I could see sweat piling on the edge of Rabbit’s hairline. “Are you sure we can’t put this off for a better time?” he asked.
“No!” I clawed the sheets. “Motley is leaving for America tomorrow. We have to do this now.”
“I just don’t see how we can do this without getting caught.”
“I have a plan to lure him out of his office,” I said. “All I need you to do is just go to his office and pretend you have to tell him something. But on your way out, you have to make sure you leave the door open a little. Okay?”
“Leave the door open a little.
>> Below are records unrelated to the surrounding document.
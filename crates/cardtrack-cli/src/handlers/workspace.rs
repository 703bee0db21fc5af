use anyhow::Result;
use cardtrack_core::{FileStore, SETTINGS_FILE, SettingsStore};
use cardtrack_runtime::{
    Config, FilePoller, HOST_FILE_VAR, HostSdk, MetricsClient, StaticHost, bootstrap,
};
use std::path::{Path, PathBuf};

/// Everything a command needs from the environment: the data directory,
/// the resolved configuration and, when asked for, the host context.
pub struct Workspace {
    data_dir: PathBuf,
    config: Config,
    host_file: Option<PathBuf>,
}

impl Workspace {
    pub fn open(
        data_dir: PathBuf,
        backend_url: Option<&str>,
        host_file: Option<PathBuf>,
    ) -> Result<Self> {
        let config = Config::resolve(&data_dir, backend_url)?;
        let host_file = host_file.or_else(|| {
            std::env::var_os(HOST_FILE_VAR)
                .filter(|value| !value.is_empty())
                .map(PathBuf::from)
        });

        Ok(Self {
            data_dir,
            config,
            host_file,
        })
    }

    pub fn data_dir(&self) -> &Path {
        &self.data_dir
    }

    pub fn config(&self) -> &Config {
        &self.config
    }

    pub fn host_file(&self) -> Option<&Path> {
        self.host_file.as_deref()
    }

    pub fn settings(&self) -> Result<SettingsStore<FileStore>> {
        let backend = FileStore::open(self.data_dir.join(SETTINGS_FILE))?;
        Ok(SettingsStore::new(backend))
    }

    pub fn client(&self) -> Result<MetricsClient> {
        Ok(MetricsClient::from_config(&self.config)?)
    }

    /// The host context, if one is configured.
    ///
    /// A host file is polled with the configured policy and the command
    /// continues without a host when it never appears. Otherwise
    /// `CARDTRACK_HOST_CONTEXT` is read once.
    pub async fn host(&self) -> Result<Option<StaticHost>> {
        if let Some(path) = &self.host_file {
            let mut poller = FilePoller::new(path);
            let policy = self.config.host.poll_policy();
            let host = bootstrap(&mut poller, &policy, |availability| {
                availability.into_handle()
            })
            .await;
            return Ok(host);
        }

        Ok(StaticHost::from_env()?)
    }
}

/// Borrow an optional host as the trait object the context resolvers take.
pub fn as_sdk(host: &Option<StaticHost>) -> Option<&dyn HostSdk> {
    host.as_ref().map(|host| host as &dyn HostSdk)
}
use serde::{Deserialize, Serialize};

pub const FALLBACK_BADGE_TEXT: &str = "Tracker";
pub const FALLBACK_BADGE_COLOR: &str = "blue";

/// A colored label shown on a card
#[derive(Debug, Clone, PartialEq, Eq, Serialize, Deserialize)]
pub struct Badge {
    pub text: String,
    /// CSS color: a named color, `#rrggbb`, or `rgb(r, g, b)`
    pub color: String,
}

impl Badge {
    pub fn new(text: impl Into<String>, color: impl Into<String>) -> Self {
        Self {
            text: text.into(),
            color: color.into(),
        }
    }

    /// The badge shown when no configured badge resolves
    pub fn fallback() -> Self {
        Self::new(FALLBACK_BADGE_TEXT, FALLBACK_BADGE_COLOR)
    }

    pub fn is_fallback(&self) -> bool {
        self.text == FALLBACK_BADGE_TEXT && self.color == FALLBACK_BADGE_COLOR
    }
}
Got it.”
“It’s got to be wide enough for him to see somebody walking by the door from his seat behind the desk.”
Rabbit sprang to his feet. “What should I say I have to tell him?”
I don’t know,” I said, pulling my dress up over my head. “Just make something up, thank him for dinner. Oh, and could you toss me that robe by the door before you leave?”
Rabbit tossed me Motley’s fluffy white robe, which had an elegant black M monogramed on the breast pocket. I sat on the bed, wrapped inside the robe with my skinny, pale legs crossed like birch limbs. I took a series of deep, focusing breaths like David Xad had taught me during our training three years earlier. I would need to be focused and prepare, just like David, who went as far as exiling himself in Rio to prepare for battle with an opponent. The biggest opponent of my life so far was sitting one floor below me and I needed to have my mind in the right place if I was going to pull this off and walk away alive.
I slid off the bed and tiptoed to the hallway with my silver high heel shoes dangling from my fingers. I couldn’t leave them behind since my confession was hidden inside. This was the time for last wills and testaments.
I slinked down the staircase, allowing the robe to drape from my shoulders and the belt to drag behind me like an alluring tail. I slowly sauntered by Motley’s office. The door was open a slice, just like I had instructed Rabbit to do, and when I cut my eyes to the side, I caught Motley watching me through the opening. Just when I had gotten past the door he called out, “Alice.”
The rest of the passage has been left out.